Among patients with Type 2 Diabetes, high cardiovascular risk and suboptimal glycemic balance, adding semaglutide to other glycemia treatment seems to decrease the risk of serious cardiovascular outcomes.
In a multicentre RCT study «Marso SP, Bain SC, Consoli A ym. Semaglutide and C...»1, 3 297 patients with type 2 diabetes and on a standard care regimen, were randomized to receive once-weekly semaglutide (0.5 or 1.0 mg) or placebo for 2 years. The primary composite outcome was the first occurrence of cardiovascular death, nonfatal myocardial infarction, or nonfatal stroke. The study was designed as a noninferiority study.

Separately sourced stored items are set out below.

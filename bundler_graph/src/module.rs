//! The module record and the graph that owns every record reached from the
//! entry.

use std::path::PathBuf;

use bundler_ast::Program;
use indexmap::IndexMap;

/// One module reached from the entry: its identity, its source, and its
/// parsed AST (with every import/dynamic-import already resolved to an
/// absolute path by the time graph construction finishes).
#[derive(Debug)]
pub struct ModuleRecord {
    /// Canonical OS path; the primary key during graph traversal.
    pub absolute_path: PathBuf,
    /// Project-relative POSIX-style path, e.g. `./src/utils/math.js`.
    pub module_id: Box<str>,
    /// The original UTF-8 source text.
    pub source: Box<str>,
    /// The parsed module tree, byte-ranged into `source`.
    pub program: Program,
}

/// The full set of modules reached from one entry point, keyed by
/// `module_id` in BFS discovery order.
#[derive(Debug)]
pub struct Graph {
    /// The entry module's id.
    pub entry_module_id: Box<str>,
    /// Every reached module, in the order the BFS first discovered it.
    pub modules: IndexMap<Box<str>, ModuleRecord>,
    /// Reverse index from absolute path to module id, built once at
    /// construction time so edge resolution doesn't rescan every module.
    pub(crate) by_path: IndexMap<PathBuf, Box<str>>,
}

impl Graph {
    /// The entry module's record.
    #[must_use]
    pub fn entry(&self) -> &ModuleRecord {
        &self.modules[&self.entry_module_id]
    }

    /// The module id registered for a canonical absolute path, if any module
    /// reached from the entry resolves to it.
    #[must_use]
    pub fn module_id_for_path(&self, path: &std::path::Path) -> Option<&str> {
        self.by_path.get(path).map(Box::as_ref)
    }

    /// The module ids every static import (including synthesized
    /// re-export imports) of `module_id` resolves to, in source order.
    /// Two imports of the same source still only appear once.
    #[must_use]
    pub fn static_targets(&self, module_id: &str) -> Vec<Box<str>> {
        let mut seen = indexmap::IndexSet::new();
        let Some(record) = self.modules.get(module_id) else { return Vec::new() };
        for import in &record.program.imports {
            if let Some(path) = &import.resolved_absolute_path {
                if let Some(target) = self.by_path.get(path) {
                    seen.insert(target.clone());
                }
            }
        }
        seen.into_iter().collect()
    }

    /// The module ids every literal dynamic import of `module_id` targets,
    /// in source order, skipping non-literal (unresolved) sites.
    #[must_use]
    pub fn dynamic_targets(&self, module_id: &str) -> Vec<Box<str>> {
        let Some(record) = self.modules.get(module_id) else { return Vec::new() };
        record
            .program
            .dynamic_imports
            .iter()
            .filter_map(|site| {
                let path = site.resolved_absolute_path.as_ref()?;
                self.by_path.get(path).cloned()
            })
            .collect()
    }
}
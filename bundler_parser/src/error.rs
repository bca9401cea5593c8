//! The parser's error boundary, aggregating its own failures with the
//! lexer's (a lex error is reported the same way a parse error is — both
//! abort the build with a file-scoped diagnostic).

use bundler_ast::ByteOffset;
use bundler_lexer::LexError;
use thiserror::Error;

/// Everything that can make parsing one module's token stream fail.
#[derive(Debug, Error, Clone, PartialEq)]
pub enum ParseError {
    #[error("lex error: {0}")]
    Lex(#[from] LexError),

    #[error("unexpected token {found}, expected {expected}, at byte {at}")]
    UnexpectedToken { found: String, expected: String, at: ByteOffset },

    #[error("unexpected end of input, expected {expected}")]
    UnexpectedEof { expected: String },

    #[error("`{name}` is imported more than once in this module")]
    DuplicateBinding { name: Box<str>, at: ByteOffset },

    #[error("a dynamic `import(...)` must take exactly one argument, at byte {at}")]
    MalformedDynamicImport { at: ByteOffset },

    #[error("missing semicolon at byte {at}")]
    MissingSemicolon { at: ByteOffset },

    #[error("a class export must be named unless it's the default export, at byte {at}")]
    AnonymousClassExport { at: ByteOffset },
}

impl ParseError {
    /// The byte offset the error should be reported at, for line/column translation.
    #[must_use]
    pub fn offset(&self) -> ByteOffset {
        match self {
            Self::Lex(e) => e.offset(),
            Self::UnexpectedToken { at, .. }
            | Self::DuplicateBinding { at, .. }
            | Self::MalformedDynamicImport { at }
            | Self::MissingSemicolon { at }
            | Self::AnonymousClassExport { at } => *at,
            Self::UnexpectedEof { .. } => 0,
        }
    }
}
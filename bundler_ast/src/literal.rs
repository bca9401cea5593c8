//! Literal expression nodes.

use crate::expression::Expr;
use crate::span::Span;

/// A numeric literal (`42`, `3.14`, `0x1F`). The raw text is kept verbatim;
/// the core never evaluates numbers, only relocates their source text.
#[derive(Debug, Clone, PartialEq)]
pub struct NumberLit {
    pub raw: Box<str>,
    pub span: Span,
}

/// A single- or double-quoted string literal. `value` is the decoded text,
/// `raw` is the literal's exact source text including quotes.
#[derive(Debug, Clone, PartialEq)]
pub struct StrLit {
    pub value: Box<str>,
    pub raw: Box<str>,
    pub span: Span,
}

/// A `/pattern/flags` regular-expression literal.
#[derive(Debug, Clone, PartialEq)]
pub struct RegexLit {
    pub raw: Box<str>,
    pub span: Span,
}

/// One quasi (literal text run) of a template literal, with its cooked value.
#[derive(Debug, Clone, PartialEq)]
pub struct TemplateQuasi {
    pub cooked: Box<str>,
    pub raw: Box<str>,
    pub span: Span,
}

/// A template literal: `` `head${expr}tail` ``. There is always one more
/// quasi than there are interpolated expressions.
#[derive(Debug, Clone, PartialEq)]
pub struct TemplateLit {
    pub quasis: Vec<TemplateQuasi>,
    pub exprs: Vec<Expr>,
    pub span: Span,
}

/// A tagged template (`` tag`text${e}` ``). The tag is its own expression and
/// is subject to free-reference rewriting and call-site `this` preservation,
/// exactly like an ordinary call callee.
#[derive(Debug, Clone, PartialEq)]
pub struct TaggedTemplate {
    pub tag: Box<Expr>,
    pub quasi: TemplateLit,
    pub span: Span,
}
//! The lexer's error boundary, in the teacher's per-crate `thiserror` style.

use bundler_ast::ByteOffset;
use thiserror::Error;

/// Everything that can make tokenizing a source file fail.
#[derive(Debug, Error, Clone, PartialEq, Eq)]
pub enum LexError {
    #[error("unterminated string literal starting at byte {start}")]
    UnterminatedString { start: ByteOffset },

    #[error("unterminated template literal starting at byte {start}")]
    UnterminatedTemplate { start: ByteOffset },

    #[error("unterminated regular expression literal starting at byte {start}")]
    UnterminatedRegex { start: ByteOffset },

    #[error("unterminated block comment starting at byte {start}")]
    UnterminatedBlockComment { start: ByteOffset },

    #[error("invalid numeric literal at byte {at}")]
    InvalidNumber { at: ByteOffset },

    #[error("invalid escape sequence at byte {at}")]
    InvalidEscape { at: ByteOffset },

    #[error("unexpected character {ch:?} at byte {at}")]
    UnexpectedChar { ch: char, at: ByteOffset },

    #[error("template interpolation closed by an unmatched `}}` at byte {at}")]
    UnbalancedTemplateBrace { at: ByteOffset },
}

impl LexError {
    /// The byte offset the error should be reported at, for line/column translation.
    #[must_use]
    pub fn offset(&self) -> ByteOffset {
        match self {
            Self::UnterminatedString { start }
            | Self::UnterminatedTemplate { start }
            | Self::UnterminatedRegex { start }
            | Self::UnterminatedBlockComment { start } => *start,
            Self::InvalidNumber { at }
            | Self::InvalidEscape { at }
            | Self::UnexpectedChar { at, .. }
            | Self::UnbalancedTemplateBrace { at } => *at,
        }
    }
}
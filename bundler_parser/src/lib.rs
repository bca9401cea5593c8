//! **`bundler_parser`** turns `bundler_lexer` tokens into a `bundler_ast`
//! tree, the way `boa_parser` turns `boa_ast::TokenKind` into `boa_ast`.
//!
//! The top-level entry point, [`parse_module`], is module-grammar aware: it
//! recognizes `import`/`export` at the top of the token stream and flattens
//! them directly into [`bundler_ast::Program`]'s records (`module.rs`), and
//! falls back to the ordinary statement grammar (`stmt.rs`) for everything
//! else. Expression parsing (`expr.rs`) is a standard precedence-climbing
//! parser; `function.rs` and `pattern.rs` hold the grammar shared across
//! declarations, expressions, and destructuring.

#![forbid(unsafe_code)]
#![warn(clippy::dbg_macro)]

pub mod error;
pub mod expr;
pub mod function;
pub mod module;
pub mod pattern;
pub mod stmt;
pub mod stream;
pub mod walk;

pub use error::ParseError;
pub use module::parse_module;

#[cfg(test)]
mod tests {
    use pretty_assertions::assert_eq;

    use super::*;

    #[test]
    fn parses_empty_module() {
        let program = parse_module("").unwrap();
        assert!(program.body.is_empty());
        assert!(program.imports.is_empty());
    }

    #[test]
    fn parses_side_effect_import() {
        let program = parse_module("import \"./polyfill.js\";").unwrap();
        assert_eq!(program.imports.len(), 1);
        assert_eq!(&*program.imports[0].specifier, "./polyfill.js");
        assert!(program.imports[0].specifiers.is_empty());
    }

    #[test]
    fn parses_default_and_named_import() {
        let program = parse_module("import foo, { bar, baz as qux } from \"./m.js\";").unwrap();
        let site = &program.imports[0];
        assert_eq!(site.specifiers.len(), 3);
        assert_eq!(program.imported_bindings.len(), 3);
        assert!(program.imported_bindings.contains_key("qux"));
    }

    #[test]
    fn parses_namespace_import() {
        let program = parse_module("import * as ns from \"./m.js\";").unwrap();
        assert_eq!(program.imports[0].specifiers.len(), 1);
        assert!(program.imported_bindings.contains_key("ns"));
    }

    #[test]
    fn duplicate_import_binding_is_an_error() {
        let err = parse_module("import { a } from \"./x.js\";\nimport { a } from \"./y.js\";")
            .unwrap_err();
        assert!(matches!(err, ParseError::DuplicateBinding { .. }));
    }

    #[test]
    fn parses_named_export_declaration() {
        let program = parse_module("export const a = 1, b = 2;").unwrap();
        assert_eq!(program.named_exports.len(), 2);
        assert_eq!(program.body.len(), 1);
    }

    #[test]
    fn parses_export_function_declaration() {
        let program = parse_module("export function greet() {}").unwrap();
        assert_eq!(program.named_exports.len(), 1);
        assert_eq!(&*program.named_exports[0].local_name, "greet");
    }

    #[test]
    fn parses_export_specifier_list() {
        let program = parse_module("const a = 1;\nexport { a, a as b };").unwrap();
        assert_eq!(program.named_exports.len(), 2);
        assert_eq!(program.named_exports[0].statement_range, program.named_exports[1].statement_range);
    }

    #[test]
    fn parses_reexport_specifier_list() {
        let program = parse_module("export { a } from \"./m.js\";").unwrap();
        assert_eq!(program.imports.len(), 1);
        assert!(program.imports[0].synthesized_from_reexport);
        assert_eq!(program.named_exports[0].reexport_source.as_deref(), Some("./m.js"));
    }

    #[test]
    fn parses_namespace_reexport() {
        let program = parse_module("export * as widgets from \"./widgets.js\";").unwrap();
        assert_eq!(program.namespace_reexports.len(), 1);
        assert_eq!(program.namespace_reexports[0].exported_name.as_deref(), Some("widgets"));
        assert_eq!(program.imports.len(), 1);
    }

    #[test]
    fn parses_bare_namespace_reexport() {
        let program = parse_module("export * from \"./widgets.js\";").unwrap();
        assert!(program.namespace_reexports[0].exported_name.is_none());
    }

    #[test]
    fn parses_named_default_export() {
        let program = parse_module("export default function named() {}").unwrap();
        let default = program.default_export.unwrap();
        assert_eq!(default.kind, bundler_ast::DefaultExportKind::Declaration);
        assert_eq!(default.inner_name.as_deref(), Some("named"));
    }

    #[test]
    fn parses_anonymous_default_export() {
        let program = parse_module("export default function() {}").unwrap();
        let default = program.default_export.unwrap();
        assert_eq!(default.kind, bundler_ast::DefaultExportKind::Expression);
        assert!(default.inner_name.is_none());
    }

    #[test]
    fn parses_expression_default_export() {
        let program = parse_module("export default 1 + 2;").unwrap();
        let default = program.default_export.unwrap();
        assert_eq!(default.kind, bundler_ast::DefaultExportKind::Expression);
    }

    #[test]
    fn parses_dynamic_import_with_literal_specifier() {
        let program = parse_module("const mod = import(\"./lazy.js\");").unwrap();
        assert_eq!(program.dynamic_imports.len(), 1);
        assert_eq!(program.dynamic_imports[0].specifier.as_deref(), Some("./lazy.js"));
    }

    #[test]
    fn dynamic_import_with_computed_specifier_is_unresolved() {
        let program = parse_module("const mod = import(path);").unwrap();
        assert_eq!(program.dynamic_imports.len(), 1);
        assert!(program.dynamic_imports[0].specifier.is_none());
    }

    #[test]
    fn parses_control_flow_statements() {
        let src = "for (let i = 0; i < 10; i++) { if (i) { continue; } else { break; } }";
        let program = parse_module(src).unwrap();
        assert_eq!(program.body.len(), 1);
    }

    #[test]
    fn parses_for_of_and_for_in() {
        let program = parse_module("for (const x of xs) {}\nfor (const k in obj) {}").unwrap();
        assert_eq!(program.body.len(), 2);
    }

    #[test]
    fn parses_try_catch_finally() {
        let program = parse_module("try { risky(); } catch (e) { handle(e); } finally { cleanup(); }")
            .unwrap();
        assert_eq!(program.body.len(), 1);
    }

    #[test]
    fn parses_class_declaration() {
        let program = parse_module(
            "class Widget extends Base {\n  static count = 0;\n  constructor() { super(); }\n  render() {}\n}",
        )
        .unwrap();
        assert_eq!(program.body.len(), 1);
    }

    #[test]
    fn reports_unexpected_token() {
        let err = parse_module("const = 1;").unwrap_err();
        assert!(matches!(err, ParseError::UnexpectedToken { .. }));
    }
}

At baseline, 2735 of the patients (83.0%) had established cardiovascular disease, chronic kidney disease, or both. The primary outcome occurred in 108 of 1648 patients (6.6%) in the semaglutide group and in 146 of 1649 patients (8.9%) in the placebo group (hazard ratio, 0.74; 95% confidence interval (CI), 0.58 to 0.95; P<0.001 for noninferiority; P = 0.02 for superiority). Nonfatal myocardial infarction occurred in 2.9% of the patients receiving semaglutide and in 3.9% of those receiving placebo (hazard ratio, 0.74; 95% CI, 0.51 to 1.08; P = 0.12); nonfatal stroke occurred in 1.6% and 2.7%, respectively (hazard ratio, 0.61; 95% CI, 0.38 to 0.99; P = 0.04). Rates of death from cardiovascular causes were similar in the two groups.
At week 104, among patients receiving semaglutide, the mean glycated hemoglobin level decreased from 8.7% at baseline to 7.6% in the group receiving 0.5 mg and to 7.3% in the group receiving 1.0 mg. In the placebo group, the mean level decreased to 8.3%. Thus, both semaglutide groups experienced greater decrease in HbA1c levels than placebo group (P<0.001).
Gastrointestinal disorders were more frequent in the semaglutide group than in the placebo group (51% vs. 35%). Treatment discontinuation because of adverse events (mainly gastrointestinal) was more frequent in the semaglutide group than in the placebo group (13% vs. 7%).